Irie212 Imagine if Indiana Jones and Dr. Belloq from RAIDERS OF THE LOST ARK had gone on their archaeological quest in the real North Africa-- i.e., Hollywood characters filmed inside a creditable documentary. That's the GOLDEN MASK-- well, without the whip and the Nazis.Van Heflin plays a writer who is "along for the ride" on an archaeological quest with a rather stuffy British archaeologist (Eric Portman). They head to North Africa, in search of the priceless eponymous mask which legend says is in the lost tomb of a Roman emperor in Djemila (ancient Cuicul, now a UNESCO site).That's the plot-- with the addition of Wanda Hendrix as the love interest-- but never mind, because the plot is not what makes this movie worth watching. The director, Jack Lee, even said, ""was a piece of old hokum, made almost entirely on location. It was quite fun, but it was all cliché stuff, with goodies and baddies and all those spahis riding around chasing bandits." He's got a point, but who cares? What makes the movie-- whose alternate title is SOUTH OF ALGIERS-- fascinating is the location:It was indeed filmed largely in and around Algiers by D.P. Oswald Morris (Oscar for FIDDLER ON THE ROOF, and multiple BAFTA awards), who pointed his camera at Algerian people, scenes and moments such as tribal dancers, including a male belly dancer in the street, a cavalry charge by desert soldiers in flowing robes, camel traders, hardscrabble oases, stretches of wild open road through the desert ("When it rains," says a character called Thankyou, "there is no road"), sites from antiquity including ruins at Djemila and Carthage (Tunis), and more. Much more.In fact, forget RAIDERS. The film that THE GOLDEN MASK really reminded me of is GRASS: A NATION'S BATTLE FOR LIFE, the unforgettable Merion C. Cooper (KING KONG) silent documentary that follows the harrowing trek of 50,000 nomads, with their livestock and belongings, from northern Turkey to western Iran in the early 1920s.

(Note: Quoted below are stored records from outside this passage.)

//! Deterministic simulation module
//!
//! All gameplay logic lives here. This module must stay platform-free:
//! - Time only arrives as a frame delta
//! - Seeded RNG only
//! - Stable iteration order (pool slot order)
//! - No rendering, audio or DOM dependencies

pub mod collision;
pub mod difficulty;
pub mod entity;
pub mod player;
pub mod pool;
pub mod powerup;
pub mod score;
pub mod spawn;
pub mod state;
pub mod tick;

pub use collision::{NearMissTracker, first_item_hit, first_obstacle_hit, is_near_miss};
pub use difficulty::Difficulty;
pub use entity::{Aabb, EntityKind, FallingEntity, ItemKind};
pub use player::{MoveIntent, Player, PointerEvent};
pub use pool::EntityPool;
pub use powerup::{PowerUpKind, PowerUpTimers, PowerUps};
pub use score::ScoreLedger;
pub use spawn::SpawnScheduler;
pub use state::{GameEvent, GameState, GameStatus, Session, SessionClock};
pub use tick::{TickInput, autopilot_intent, tick};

Nothing against RAIDERS (which I've seen multiple times, it's such fun), but GOLDEN MASK is like RAIDERS in a real world of tribal cultures. And that's a combination that's hard to beat.
mb014f2908 I watched this film for Van Heflin and Eric Portman; both usually excellent when given some half decent material. Here they floundered, unable to make something of the dreary dialogue and predictable plot. There was jerky editing of the film, with obvious back projection and use of actors' doubles on location, as well as location shooting cut in from another (bigger) budget film (maybe Portman's and Thorold Dickinson's earlier 'Men of Tomorrow') mixed up with studio close ups. The mix is very uneven and after a while it becomes part of the entertainment to spot whether it's a) studio b) location c) doubles etc Van Heflin does his best, trying to instill some oomph into his supposedly devil may care risk taker entrepreneur character. Trouble is Heflin looks as though he checks the risk percentage on ev ery step he takes. Portman has to watch endless tribal singing and dancing, probably taken from that other African film cut into this one. Wanda Hendrix has so little to do she could have phoned her performance in. However it passed away an hour or so on a wet winter's evening.

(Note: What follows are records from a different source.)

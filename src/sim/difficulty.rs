//! Difficulty ramp
//!
//! Recomputed from elapsed session time every tick. Both curves are linear
//! and uncapped.

use crate::tuning::Tuning;

/// Spawn rate and fall speed at a point in the session
#[derive(Debug, Clone, Copy, PartialEq)]
pub struct Difficulty {
    /// Spawns per second
    pub spawn_rate: f32,
    /// Fall speed for new spawns (px/s)
    pub fall_speed: f32,
}

impl Difficulty {
    pub fn at(tuning: &Tuning, elapsed_secs: f32) -> Self {
        Self {
            spawn_rate: tuning.initial_spawn_rate + tuning.spawn_rate_increase * elapsed_secs,
            fall_speed: tuning.initial_fall_speed + tuning.fall_speed_increase * elapsed_secs,
        }
    }

    /// Milliseconds between spawns
    pub fn spawn_interval_ms(&self) -> f64 {
        1000.0 / self.spawn_rate as f64
    }

    /// Fall speed for the next spawn, slowed while the clock is active
    pub fn effective_fall_speed(&self, slow_motion: bool, slow_motion_factor: f32) -> f32 {
        if slow_motion {
            self.fall_speed * slow_motion_factor
        } else {
            self.fall_speed
        }
    }
}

gstevens-2 This movie has not been seen anywhere for several years (that I am aware of. The story deals with an archaeologist's passion to find a fabulous golden mask thought to be buried in a Roman tomb. The hunt begins in Rome and ends in the sands of Africa.The pursuers of the mask range in character from good to evil. The movie rather reminded me of the movie,Treasure of the Sierra Madre. Both are in black and white, dealing with greed and the consequences of greed.The flavor of this movie was interesting to me. The rather bleak desert locations were more than made-up for by the depiction of the local tribes and their customs. Unfortunately for this movie, the background music was seriously overdone, almost detracting from it. I find this to be the case often with early European movies. However, if you enjoy treasure hunts and ancient history somewhat fictionalized, this is a treasure hunt movie worth seeing. I'd like to see it again.